====== ENTRIES SHOWN ======

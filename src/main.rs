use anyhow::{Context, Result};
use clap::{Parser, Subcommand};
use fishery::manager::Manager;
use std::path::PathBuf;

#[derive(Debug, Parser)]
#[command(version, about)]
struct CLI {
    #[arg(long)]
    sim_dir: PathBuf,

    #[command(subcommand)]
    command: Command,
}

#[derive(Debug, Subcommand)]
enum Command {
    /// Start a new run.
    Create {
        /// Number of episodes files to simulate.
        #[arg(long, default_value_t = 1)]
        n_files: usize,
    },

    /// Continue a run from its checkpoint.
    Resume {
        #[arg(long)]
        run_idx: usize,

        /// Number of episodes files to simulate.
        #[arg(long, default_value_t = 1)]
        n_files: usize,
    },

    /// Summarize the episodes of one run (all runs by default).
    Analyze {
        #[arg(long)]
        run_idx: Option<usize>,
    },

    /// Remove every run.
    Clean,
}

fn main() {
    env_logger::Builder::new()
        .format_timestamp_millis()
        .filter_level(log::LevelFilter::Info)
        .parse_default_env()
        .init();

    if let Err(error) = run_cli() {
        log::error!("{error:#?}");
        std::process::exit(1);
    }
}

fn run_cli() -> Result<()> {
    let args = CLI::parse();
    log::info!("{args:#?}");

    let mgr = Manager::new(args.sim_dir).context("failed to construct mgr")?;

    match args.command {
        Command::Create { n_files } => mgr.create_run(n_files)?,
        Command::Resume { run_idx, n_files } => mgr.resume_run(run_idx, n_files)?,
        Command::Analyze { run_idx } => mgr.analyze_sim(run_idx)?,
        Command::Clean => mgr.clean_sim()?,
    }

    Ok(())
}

======
====== ENTRIES SHOWN ======

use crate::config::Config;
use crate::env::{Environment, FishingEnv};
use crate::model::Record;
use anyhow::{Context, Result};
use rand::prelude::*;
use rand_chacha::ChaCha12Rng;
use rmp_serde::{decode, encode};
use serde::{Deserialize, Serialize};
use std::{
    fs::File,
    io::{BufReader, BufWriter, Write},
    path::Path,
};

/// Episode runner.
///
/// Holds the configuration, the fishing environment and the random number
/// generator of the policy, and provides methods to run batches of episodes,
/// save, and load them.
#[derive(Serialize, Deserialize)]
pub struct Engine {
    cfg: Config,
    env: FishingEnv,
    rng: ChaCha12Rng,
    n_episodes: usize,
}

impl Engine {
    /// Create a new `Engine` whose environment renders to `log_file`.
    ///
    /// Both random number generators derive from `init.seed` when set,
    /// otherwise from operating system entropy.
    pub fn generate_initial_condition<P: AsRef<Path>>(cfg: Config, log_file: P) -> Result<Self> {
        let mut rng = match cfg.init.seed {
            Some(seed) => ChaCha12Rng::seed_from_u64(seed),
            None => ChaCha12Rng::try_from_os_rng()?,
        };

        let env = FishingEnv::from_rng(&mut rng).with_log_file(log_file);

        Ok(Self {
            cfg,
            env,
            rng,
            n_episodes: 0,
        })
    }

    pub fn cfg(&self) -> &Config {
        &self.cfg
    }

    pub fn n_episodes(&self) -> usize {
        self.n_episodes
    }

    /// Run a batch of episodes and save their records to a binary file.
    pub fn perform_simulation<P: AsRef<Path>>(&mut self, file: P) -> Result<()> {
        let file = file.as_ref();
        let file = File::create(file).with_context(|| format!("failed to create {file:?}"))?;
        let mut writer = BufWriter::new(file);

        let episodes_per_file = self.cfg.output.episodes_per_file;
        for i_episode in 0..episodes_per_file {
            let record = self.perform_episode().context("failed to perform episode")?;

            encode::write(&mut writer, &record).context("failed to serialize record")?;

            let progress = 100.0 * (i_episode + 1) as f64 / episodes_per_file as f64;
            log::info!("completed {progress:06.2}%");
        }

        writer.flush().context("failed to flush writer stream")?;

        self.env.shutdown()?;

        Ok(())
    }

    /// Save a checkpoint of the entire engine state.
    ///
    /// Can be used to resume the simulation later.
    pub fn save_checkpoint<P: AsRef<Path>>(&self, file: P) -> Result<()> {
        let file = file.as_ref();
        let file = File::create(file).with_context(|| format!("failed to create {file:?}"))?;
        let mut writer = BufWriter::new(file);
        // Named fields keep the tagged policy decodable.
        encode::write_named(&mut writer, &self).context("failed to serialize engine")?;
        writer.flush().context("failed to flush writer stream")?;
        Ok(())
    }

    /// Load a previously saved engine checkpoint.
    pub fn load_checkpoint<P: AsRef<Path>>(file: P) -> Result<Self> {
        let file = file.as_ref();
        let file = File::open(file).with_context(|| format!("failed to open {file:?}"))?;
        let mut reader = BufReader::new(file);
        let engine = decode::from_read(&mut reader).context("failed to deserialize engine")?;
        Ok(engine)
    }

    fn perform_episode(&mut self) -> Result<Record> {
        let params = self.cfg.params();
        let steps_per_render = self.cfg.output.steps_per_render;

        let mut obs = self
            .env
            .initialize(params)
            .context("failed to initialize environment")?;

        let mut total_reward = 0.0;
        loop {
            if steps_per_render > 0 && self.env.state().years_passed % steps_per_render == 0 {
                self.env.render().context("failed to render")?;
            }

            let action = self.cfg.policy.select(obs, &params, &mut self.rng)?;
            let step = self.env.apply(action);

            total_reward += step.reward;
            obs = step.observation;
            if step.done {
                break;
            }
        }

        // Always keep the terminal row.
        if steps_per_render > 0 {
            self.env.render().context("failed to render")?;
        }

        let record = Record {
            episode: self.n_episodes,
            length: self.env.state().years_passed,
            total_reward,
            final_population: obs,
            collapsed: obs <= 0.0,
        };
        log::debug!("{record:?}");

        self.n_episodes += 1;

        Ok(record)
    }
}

======
====== ENTRIES SHOWN ======

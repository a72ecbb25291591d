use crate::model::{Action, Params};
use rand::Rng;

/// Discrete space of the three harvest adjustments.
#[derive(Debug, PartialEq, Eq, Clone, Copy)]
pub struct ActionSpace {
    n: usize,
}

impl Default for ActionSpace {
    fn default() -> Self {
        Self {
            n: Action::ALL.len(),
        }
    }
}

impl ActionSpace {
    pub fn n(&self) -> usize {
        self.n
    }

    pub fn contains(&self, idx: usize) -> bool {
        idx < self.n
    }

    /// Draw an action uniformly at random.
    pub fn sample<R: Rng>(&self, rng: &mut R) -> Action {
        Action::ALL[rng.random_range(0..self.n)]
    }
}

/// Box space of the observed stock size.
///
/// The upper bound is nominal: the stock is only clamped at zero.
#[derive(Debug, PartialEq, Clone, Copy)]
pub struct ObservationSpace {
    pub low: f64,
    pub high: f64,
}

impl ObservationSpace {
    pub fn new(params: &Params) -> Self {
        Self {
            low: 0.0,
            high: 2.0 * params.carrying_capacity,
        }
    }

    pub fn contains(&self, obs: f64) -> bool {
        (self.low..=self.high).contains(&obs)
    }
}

======

PROBLEM TO SOLVE>
Across the data, find each line that has "BufReader" in it and copy that line.

RESPONSE TO THIS EXERCISE>
    io::{BufReader, BufWriter, Write},
        let mut reader = BufReader::new(file);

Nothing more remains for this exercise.